//! Single-selection list synchronizer.
//!
//! Tracks the selected pack by id, not by position: after a list reload the
//! selected row is found again by id, or nothing is selected if the id is gone.
//! Every operation is synchronous and in-memory.

use crate::list::diff::{diff_lists, ListDiff};
use crate::list::entry::SelectableEntry;
use crate::list::renderer::ListRenderer;
use log::debug;

/// Callback fired with the newly selected id (`None` for system icons)
pub type SelectionCallback = Box<dyn FnMut(Option<String>) + Send>;

pub struct SelectableList {
    entries: Vec<SelectableEntry>,
    /// Id of the checked entry
    checked_id: Option<String>,
    /// Index of the checked entry, `None` if the id matches no row
    checked_index: Option<usize>,
    renderer: Box<dyn ListRenderer>,
    on_select: Option<SelectionCallback>,
}

impl SelectableList {
    pub fn new(renderer: Box<dyn ListRenderer>) -> Self {
        Self {
            entries: Vec::new(),
            checked_id: None,
            checked_index: None,
            renderer,
            on_select: None,
        }
    }

    pub fn set_on_select(&mut self, callback: impl FnMut(Option<String>) + Send + 'static) {
        self.on_select = Some(Box::new(callback));
    }

    /// Set the selection target without notifying the renderer
    pub fn set_initial_selection(&mut self, id: Option<String>) {
        self.checked_id = id;
        self.checked_index = resolve_index(&self.entries, self.checked_id.as_deref());
    }

    /// Replace the list and report the rows that need redrawing.
    ///
    /// The selected row is the one whose id equals the selection id; a `None`
    /// selection picks row 0, where the sentinel lives.
    pub fn submit_list(&mut self, entries: Vec<SelectableEntry>) -> ListDiff {
        let new_index = resolve_index(&entries, self.checked_id.as_deref());
        let diff = diff_lists(&self.entries, self.checked_index, &entries, new_index);

        debug!(
            "pack list replaced: {} rows, selected {:?} -> {:?}",
            entries.len(),
            self.checked_index,
            new_index
        );

        self.entries = entries;
        self.checked_index = new_index;
        self.renderer.list_updated(&diff);
        diff
    }

    /// Handle the user activating row `index`.
    ///
    /// Returns false, and notifies nobody, when the row is already selected or
    /// does not exist.
    pub fn select_by_user_tap(&mut self, index: usize) -> bool {
        if self.checked_index == Some(index) {
            return false;
        }
        let Some(entry) = self.entries.get(index) else {
            debug!("ignoring tap on missing row {index}");
            return false;
        };

        let id = entry.id.clone();
        let previous = self.checked_index.replace(index);
        self.checked_id = id.clone();

        if let Some(previous) = previous {
            self.renderer.item_changed(previous);
        }
        self.renderer.item_changed(index);

        if let Some(callback) = self.on_select.as_mut() {
            callback(id);
        }
        true
    }

    pub fn entries(&self) -> &[SelectableEntry] {
        &self.entries
    }

    pub fn len(&self) -> usize {
        self.entries.len()
    }

    pub fn is_empty(&self) -> bool {
        self.entries.is_empty()
    }

    pub fn selected_index(&self) -> Option<usize> {
        self.checked_index
    }

    pub fn selected_id(&self) -> Option<&str> {
        self.checked_id.as_deref()
    }

    pub fn is_selected(&self, index: usize) -> bool {
        self.checked_index == Some(index)
    }
}

/// Row for `id`: the first row for a pack id, row 0 for system icons
fn resolve_index(entries: &[SelectableEntry], id: Option<&str>) -> Option<usize> {
    match id {
        Some(id) => entries
            .iter()
            .position(|entry| entry.id.as_deref() == Some(id)),
        None if entries.is_empty() => None,
        None => Some(0),
    }
}

#[cfg(test)]
mod tests {
    use super::*;
    use crate::list::entry::{build_entry_list, IconHandle};
    use crate::list::renderer::tests::RecordingRenderer;
    use crate::list::renderer::ListEvent;
    use parking_lot::Mutex;
    use std::sync::Arc;

    fn packs() -> Vec<SelectableEntry> {
        build_entry_list(
            "System icons",
            IconHandle::new("default"),
            vec![
                SelectableEntry::new("com.a", "Alpha", IconHandle::new("a")),
                SelectableEntry::new("com.b", "Beta", IconHandle::new("b")),
            ],
        )
    }

    fn list_with_recorder() -> (SelectableList, RecordingRenderer, Arc<Mutex<Vec<Option<String>>>>) {
        let recorder = RecordingRenderer::default();
        let mut list = SelectableList::new(Box::new(recorder.clone()));
        let selections = Arc::new(Mutex::new(Vec::new()));
        let sink = Arc::clone(&selections);
        list.set_on_select(move |id| sink.lock().push(id));
        (list, recorder, selections)
    }

    #[test]
    fn test_initial_selection_does_not_render() {
        let (mut list, recorder, _) = list_with_recorder();
        list.set_initial_selection(Some("com.b".to_string()));
        assert!(recorder.take().is_empty());
        assert_eq!(list.selected_index(), None);
    }

    #[test]
    fn test_submit_selects_matching_row() {
        let (mut list, recorder, _) = list_with_recorder();
        list.set_initial_selection(Some("com.b".to_string()));
        list.submit_list(packs());

        assert_eq!(list.selected_index(), Some(2));
        assert!(list.entries()[0].is_sentinel());
        assert!(!list.is_selected(1));

        let events = recorder.take();
        assert_eq!(events.len(), 1);
        assert!(matches!(&events[0], ListEvent::Updated(diff) if diff.new_selected == Some(2)));
    }

    #[test]
    fn test_none_selection_picks_sentinel() {
        let (mut list, _, _) = list_with_recorder();
        list.submit_list(packs());
        assert_eq!(list.selected_index(), Some(0));
    }

    #[test]
    fn test_unknown_selection_selects_nothing() {
        let (mut list, _, _) = list_with_recorder();
        list.set_initial_selection(Some("com.uninstalled".to_string()));
        list.submit_list(packs());

        assert_eq!(list.selected_index(), None);
        assert!((0..list.len()).all(|i| !list.is_selected(i)));
    }

    #[test]
    fn test_tap_notifies_old_and_new_rows() {
        let (mut list, recorder, selections) = list_with_recorder();
        list.set_initial_selection(Some("com.b".to_string()));
        list.submit_list(packs());
        recorder.take();

        assert!(list.select_by_user_tap(1));

        assert_eq!(
            recorder.take(),
            vec![ListEvent::ItemChanged(2), ListEvent::ItemChanged(1)]
        );
        assert_eq!(*selections.lock(), vec![Some("com.a".to_string())]);
        assert_eq!(list.selected_id(), Some("com.a"));
    }

    #[test]
    fn test_retap_is_silent() {
        let (mut list, recorder, selections) = list_with_recorder();
        list.submit_list(packs());
        recorder.take();

        assert!(!list.select_by_user_tap(0));
        assert!(recorder.take().is_empty());
        assert!(selections.lock().is_empty());
    }

    #[test]
    fn test_tap_from_no_selection_notifies_single_row() {
        let (mut list, recorder, selections) = list_with_recorder();
        list.set_initial_selection(Some("com.gone".to_string()));
        list.submit_list(packs());
        recorder.take();

        assert!(list.select_by_user_tap(0));
        assert_eq!(recorder.take(), vec![ListEvent::ItemChanged(0)]);
        assert_eq!(*selections.lock(), vec![None]);
    }

    #[test]
    fn test_out_of_range_tap_is_ignored() {
        let (mut list, recorder, selections) = list_with_recorder();
        list.submit_list(packs());
        recorder.take();

        assert!(!list.select_by_user_tap(17));
        assert!(recorder.take().is_empty());
        assert!(selections.lock().is_empty());
        assert_eq!(list.selected_index(), Some(0));
    }

    #[test]
    fn test_selection_follows_id_across_reload() {
        let (mut list, _, _) = list_with_recorder();
        list.set_initial_selection(Some("com.b".to_string()));
        list.submit_list(packs());

        let mut reloaded = packs();
        reloaded.insert(1, SelectableEntry::new("com.0", "Aardvark", IconHandle::new("0")));
        let diff = list.submit_list(reloaded);

        assert_eq!(list.selected_index(), Some(3));
        assert_eq!(diff.inserted, vec![1]);
        assert!(diff.changed.is_empty());
    }
}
_____
Task to complete =
Where does the word "usize" appear in the material above? Copy every line that holds it.

Answer =
    checked_index: Option<usize>,
    pub fn select_by_user_tap(&mut self, index: usize) -> bool {
    pub fn len(&self) -> usize {
    pub fn selected_index(&self) -> Option<usize> {
    pub fn is_selected(&self, index: usize) -> bool {
fn resolve_index(entries: &[SelectableEntry], id: Option<&str>) -> Option<usize> {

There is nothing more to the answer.